According to research, eating a balanced diet that includes protein from a larger variety of sources could help reduce the risk of developing hypertension.1✅ JOURNAL REFERENCE
Almost 50 % of the population has high blood pressure, which is one of the main contributing factors to cardiovascular disease. When not treated, hypertension damages the circulatory system and is a major contributor to stroke, heart attack as well as other health problems.
Nutrition could be an easy-to-access and effective strategy to combat high blood pressure. Together with carbohydrates and fat, protein is 1 of the 3 basic macronutrients.
There’s a strong connection between poor diet quality and a greater risk of cardiovascular disease and dying from cardiovascular disease.

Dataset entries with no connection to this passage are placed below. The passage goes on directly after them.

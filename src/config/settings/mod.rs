
use anyhow::{Context, Result};
use serde::{Deserialize, Serialize};
use std::fs;
use std::path::{Path, PathBuf};
use thiserror::Error;
use url::Url;

use crate::database::{MAX_UPSERT_BATCH, Metric};
use crate::query::prompt::{DEFAULT_PROMPT_TEMPLATE, PromptTemplate};

pub const DEFAULT_EMBEDDING_DIMENSION: u32 = 768;
pub const DEFAULT_TOP_K: usize = 5;
pub const DEFAULT_MAX_SECTION_LEN: usize = 1000;

#[derive(Debug, Clone, Default, Serialize, Deserialize, PartialEq)]
pub struct Config {
    #[serde(default)]
    pub embedder: EmbedderConfig,
    #[serde(default)]
    pub generator: GeneratorConfig,
    #[serde(default)]
    pub index: IndexConfig,
    #[serde(default)]
    pub retrieval: RetrievalConfig,
    #[serde(skip)]
    pub base_dir: PathBuf,
}

#[derive(Debug, Clone, Copy, Default, Serialize, Deserialize, PartialEq, Eq)]
#[serde(rename_all = "lowercase")]
pub enum EmbedderBackend {
    #[default]
    Ollama,
    Predict,
    #[serde(rename = "openai")]
    OpenAi,
}

#[derive(Debug, Clone, Copy, Default, Serialize, Deserialize, PartialEq, Eq)]
#[serde(rename_all = "lowercase")]
pub enum GeneratorBackend {
    #[default]
    Ollama,
    Predict,
}

#[derive(Debug, Clone, Serialize, Deserialize, PartialEq)]
#[serde(default)]
pub struct EmbedderConfig {
    pub backend: EmbedderBackend,
    pub url: Url,
    pub model: String,
    pub batch_size: u32,
    pub dimension: u32,
    pub timeout_seconds: u64,
    pub retry_attempts: u32,
    /// Bearer key for the `openai` backend
    #[serde(skip_serializing_if = "Option::is_none")]
    pub api_key: Option<String>,
}

#[derive(Debug, Clone, Serialize, Deserialize, PartialEq)]
#[serde(default)]
pub struct GeneratorConfig {
    pub backend: GeneratorBackend,
    pub url: Url,
    pub model: String,
    pub max_new_tokens: u32,
    pub timeout_seconds: u64,
    pub retry_attempts: u32,
}

#[derive(Debug, Clone, Serialize, Deserialize, PartialEq)]
#[serde(default)]
pub struct IndexConfig {
    pub name: String,
    pub metric: Metric,
    pub upsert_batch_size: usize,
}

#[derive(Debug, Clone, Serialize, Deserialize, PartialEq)]
#[serde(default)]
pub struct RetrievalConfig {
    pub top_k: usize,
    pub max_section_len: usize,
    pub prompt_template: String,
}

fn local_ollama_url() -> Url {
    Url::parse("http://localhost:11434").expect("static URL is valid")
}

impl Default for EmbedderConfig {
    fn default() -> Self {
        Self {
            backend: EmbedderBackend::Ollama,
            url: local_ollama_url(),
            model: "nomic-embed-text:latest".to_string(),
            batch_size: 16,
            dimension: DEFAULT_EMBEDDING_DIMENSION,
            timeout_seconds: 30,
            retry_attempts: 1,
            api_key: None,
        }
    }
}

impl Default for GeneratorConfig {
    fn default() -> Self {
        Self {
            backend: GeneratorBackend::Ollama,
            url: local_ollama_url(),
            model: "llama3.2:latest".to_string(),
            max_new_tokens: 256,
            timeout_seconds: 120,
            retry_attempts: 1,
        }
    }
}

impl Default for IndexConfig {
    fn default() -> Self {
        Self {
            name: "kit".to_string(),
            metric: Metric::Cosine,
            upsert_batch_size: MAX_UPSERT_BATCH,
        }
    }
}

impl Default for RetrievalConfig {
    fn default() -> Self {
        Self {
            top_k: DEFAULT_TOP_K,
            max_section_len: DEFAULT_MAX_SECTION_LEN,
            prompt_template: DEFAULT_PROMPT_TEMPLATE.to_string(),
        }
    }
}

#[derive(Debug, Error)]
pub enum ConfigError {
    #[error("Configuration directory not found or could not be created")]
    DirectoryError,
    #[error("Invalid URL: {0} (must use http or https)")]
    InvalidUrl(String),
    #[error("Invalid batch size: {0} (must be between 1 and 1000)")]
    InvalidBatchSize(u32),
    #[error("Missing API key for the {0} embedding backend")]
    MissingApiKey(String),
    #[error("Invalid model name: {0} (cannot be empty)")]
    InvalidModel(String),
    #[error("Invalid embedding dimension: {0} (must be between 1 and 8192)")]
    InvalidEmbeddingDimension(u32),
    #[error("Invalid timeout: {0} (must be between 1 and 3600 seconds)")]
    InvalidTimeout(u64),
    #[error("Invalid retry attempts: {0} (must be between 1 and 10)")]
    InvalidRetryAttempts(u32),
    #[error("Invalid max new tokens: {0} (must be between 1 and 8192)")]
    InvalidMaxNewTokens(u32),
    #[error("Invalid index name: '{0}' (use letters, digits, '-' or '_')")]
    InvalidIndexName(String),
    #[error("Invalid upsert batch size: {0} (must be between 1 and {MAX_UPSERT_BATCH})")]
    InvalidUpsertBatchSize(usize),
    #[error("Invalid top_k: {0} (must be between 1 and 100)")]
    InvalidTopK(usize),
    #[error("Invalid max section length: {0} (must be greater than 0)")]
    InvalidSectionLength(usize),
    #[error("Invalid prompt template: {0}")]
    InvalidPromptTemplate(String),
    #[error("IO error: {0}")]
    Io(#[from] std::io::Error),
    #[error("TOML parsing error: {0}")]
    TomlParse(#[from] toml::de::Error),
    #[error("TOML serialization error: {0}")]
    TomlSerialize(#[from] toml::ser::Error),
}

impl Config {
    /// Default configuration directory, `~/.rag-kit`
    #[inline]
    pub fn config_dir() -> Result<PathBuf, ConfigError> {
        dirs::home_dir()
            .map(|home| home.join(".rag-kit"))
            .or_else(|| dirs::data_dir().map(|data| data.join("rag-kit")))
            .ok_or(ConfigError::DirectoryError)
    }

    /// Load `config.toml` from `config_dir`, falling back to defaults when absent
    #[inline]
    pub fn load<P: AsRef<Path>>(config_dir: P) -> Result<Self> {
        let config_path = config_dir.as_ref().join("config.toml");

        if !config_path.exists() {
            return Ok(Self {
                base_dir: config_dir.as_ref().to_path_buf(),
                ..Self::default()
            });
        }

        let content = fs::read_to_string(&config_path)
            .with_context(|| format!("Failed to read config file: {}", config_path.display()))?;

        let mut config: Config = toml::from_str(&content)
            .with_context(|| format!("Failed to parse config file: {}", config_path.display()))?;
        config.base_dir = config_dir.as_ref().to_path_buf();

        config
            .validate()
            .with_context(|| "Configuration validation failed")?;

        Ok(config)
    }

    #[inline]
    pub fn save(&self) -> Result<()> {
        self.validate()
            .context("Configuration validation failed before saving")?;

        let config_dir = self.get_base_dir();
        fs::create_dir_all(config_dir).with_context(|| {
            format!(
                "Failed to create config directory: {}",
                config_dir.display()
            )
        })?;

        let config_path = self.config_file_path();
        let content = toml::to_string_pretty(self).context("Failed to serialize config to TOML")?;

        fs::write(&config_path, content)
            .with_context(|| format!("Failed to write config file: {}", config_path.display()))?;

        Ok(())
    }

    #[inline]
    pub fn get_base_dir(&self) -> &Path {
        &self.base_dir
    }

    #[inline]
    pub fn config_file_path(&self) -> PathBuf {
        self.get_base_dir().join("config.toml")
    }

    /// Directory holding the LanceDB tables
    #[inline]
    pub fn vector_database_path(&self) -> PathBuf {
        self.get_base_dir().join("vectors")
    }

    #[inline]
    pub fn validate(&self) -> Result<(), ConfigError> {
        self.embedder.validate()?;
        self.generator.validate()?;
        self.index.validate()?;
        self.retrieval.validate()?;
        Ok(())
    }
}

fn validate_url(url: &Url) -> Result<(), ConfigError> {
    if url.scheme() != "http" && url.scheme() != "https" {
        return Err(ConfigError::InvalidUrl(url.to_string()));
    }
    if url.host_str().is_none_or(str::is_empty) {
        return Err(ConfigError::InvalidUrl(url.to_string()));
    }
    Ok(())
}

fn validate_timeout(seconds: u64) -> Result<(), ConfigError> {
    if !(1..=3600).contains(&seconds) {
        return Err(ConfigError::InvalidTimeout(seconds));
    }
    Ok(())
}

fn validate_retry_attempts(attempts: u32) -> Result<(), ConfigError> {
    if !(1..=10).contains(&attempts) {
        return Err(ConfigError::InvalidRetryAttempts(attempts));
    }
    Ok(())
}

impl EmbedderConfig {
    #[inline]
    pub fn validate(&self) -> Result<(), ConfigError> {
        validate_url(&self.url)?;

        let named_model = matches!(self.backend, EmbedderBackend::Ollama | EmbedderBackend::OpenAi);
        if named_model && self.model.trim().is_empty() {
            return Err(ConfigError::InvalidModel(self.model.clone()));
        }

        if self.backend == EmbedderBackend::OpenAi
            && self.api_key.as_deref().is_none_or(|key| key.trim().is_empty())
        {
            return Err(ConfigError::MissingApiKey("openai".to_string()));
        }

        if self.batch_size == 0 || self.batch_size > 1000 {
            return Err(ConfigError::InvalidBatchSize(self.batch_size));
        }

        if !(1..=8192).contains(&self.dimension) {
            return Err(ConfigError::InvalidEmbeddingDimension(self.dimension));
        }

        validate_timeout(self.timeout_seconds)?;
        validate_retry_attempts(self.retry_attempts)
    }

    #[inline]
    pub fn set_url(&mut self, url: &str) -> Result<(), ConfigError> {
        let parsed = Url::parse(url).map_err(|_| ConfigError::InvalidUrl(url.to_string()))?;
        validate_url(&parsed)?;
        self.url = parsed;
        Ok(())
    }

    #[inline]
    pub fn set_model(&mut self, model: String) -> Result<(), ConfigError> {
        if model.trim().is_empty() {
            return Err(ConfigError::InvalidModel(model));
        }
        self.model = model;
        Ok(())
    }

    #[inline]
    pub fn set_api_key(&mut self, api_key: String) -> Result<(), ConfigError> {
        if api_key.trim().is_empty() {
            return Err(ConfigError::MissingApiKey("openai".to_string()));
        }
        self.api_key = Some(api_key);
        Ok(())
    }

    #[inline]
    pub fn set_batch_size(&mut self, batch_size: u32) -> Result<(), ConfigError> {
        if batch_size == 0 || batch_size > 1000 {
            return Err(ConfigError::InvalidBatchSize(batch_size));
        }
        self.batch_size = batch_size;
        Ok(())
    }

    #[inline]
    pub fn set_dimension(&mut self, dimension: u32) -> Result<(), ConfigError> {
        if !(1..=8192).contains(&dimension) {
            return Err(ConfigError::InvalidEmbeddingDimension(dimension));
        }
        self.dimension = dimension;
        Ok(())
    }
}

impl GeneratorConfig {
    #[inline]
    pub fn validate(&self) -> Result<(), ConfigError> {
        validate_url(&self.url)?;

        if self.backend == GeneratorBackend::Ollama && self.model.trim().is_empty() {
            return Err(ConfigError::InvalidModel(self.model.clone()));
        }

        if !(1..=8192).contains(&self.max_new_tokens) {
            return Err(ConfigError::InvalidMaxNewTokens(self.max_new_tokens));
        }

        validate_timeout(self.timeout_seconds)?;
        validate_retry_attempts(self.retry_attempts)
    }

    #[inline]
    pub fn set_url(&mut self, url: &str) -> Result<(), ConfigError> {
        let parsed = Url::parse(url).map_err(|_| ConfigError::InvalidUrl(url.to_string()))?;
        validate_url(&parsed)?;
        self.url = parsed;
        Ok(())
    }

    #[inline]
    pub fn set_model(&mut self, model: String) -> Result<(), ConfigError> {
        if model.trim().is_empty() {
            return Err(ConfigError::InvalidModel(model));
        }
        self.model = model;
        Ok(())
    }
}

impl IndexConfig {
    #[inline]
    pub fn validate(&self) -> Result<(), ConfigError> {
        validate_index_name(&self.name)?;

        if !(1..=MAX_UPSERT_BATCH).contains(&self.upsert_batch_size) {
            return Err(ConfigError::InvalidUpsertBatchSize(self.upsert_batch_size));
        }

        Ok(())
    }

    #[inline]
    pub fn set_name(&mut self, name: String) -> Result<(), ConfigError> {
        validate_index_name(&name)?;
        self.name = name;
        Ok(())
    }
}

/// Index names become table names, so keep them to a portable character set
#[inline]
pub fn validate_index_name(name: &str) -> Result<(), ConfigError> {
    let valid = !name.is_empty()
        && name
            .chars()
            .all(|c| c.is_ascii_alphanumeric() || c == '-' || c == '_');
    if valid {
        Ok(())
    } else {
        Err(ConfigError::InvalidIndexName(name.to_string()))
    }
}

impl RetrievalConfig {
    #[inline]
    pub fn validate(&self) -> Result<(), ConfigError> {
        if !(1..=100).contains(&self.top_k) {
            return Err(ConfigError::InvalidTopK(self.top_k));
        }

        if self.max_section_len == 0 {
            return Err(ConfigError::InvalidSectionLength(self.max_section_len));
        }

        PromptTemplate::new(&self.prompt_template)
            .map_err(|e| ConfigError::InvalidPromptTemplate(e.to_string()))?;

        Ok(())
    }
}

The American Heart Association’s 2021 dietary guidelines for improving cardiovascular health advises individuals to consume healthy protein sources, mainly from plants, and could include low-fat or fat-free dairy products and seafood, and, if wanted, unprocessed types and lean cuts of poultry or meat. The AHA recommends consuming 1 to 2 helpings, or 5.5 ounces, of protein every day.
The researchers analyzed health information for almost 12,200 individuals who were part of between 2 and 7 rounds of a nutrition survey undertaken every 2 to 4 years. The initial survey was made use of as a baseline, with data from the last round used as a comparison follow-up.
The individuals were 41 years old on average, and 47% were male. Dietary consumption was measured from a household food inventory and in 3 consecutive 24-hour dietary recalls. 24-hour dietary information was obtained over 3 days in the same week throughout each survey round.
Individuals received a protein variety score according to the number of different protein sources consumed out of 8 reported: legumes, refined grains, whole grains, fish, unprocessed red meat, processed red meat, egg, and poultry.
A point was given for each protein source, with a maximum variety score of 8. The relationship between new onset high blood pressure relative to the protein variety score was then evaluated.
New-onset high blood pressure was classified as systolic blood pressure greater than or equivalent to 140 mm Hg and/or diastolic blood pressure greater than or equivalent to 90 mm Hg, taking medication for reducing blood pressure, or a hypertension diagnosis since the last survey visit. Follow-up time was 6 years on average.
The analysis found:
- Over 35% of the almost 12,200 individuals developed new-onset high blood pressure during follow-up.
- In comparison to individuals with the lowest protein consumption variety score of less than 2, individuals with the highest variety score of 4 or more had a 66% reduced risk of developing hypertension.
- There was a consumption amount window for each of the 8 types of protein where high blood pressure risk was lower. This was defined by the researchers as the proper consumption level.
- When total protein consumption quantity was considered, the amount eaten was split into 5 categories, from least to the most consumed. Individuals who consumed the least total protein amount and individuals who consumed the most protein had the highest new onset high blood pressure risk.
The conclusion is that eating a balanced diet with different protein sources, instead of focusing on a single dietary protein source, could help in preventing the development of hypertension.
A study limitation is its observational design. Because previous health information was made use of, the researchers couldn’t definitively prove protein consumption of any quantity or type prevented or resulted in new-onset high blood pressure.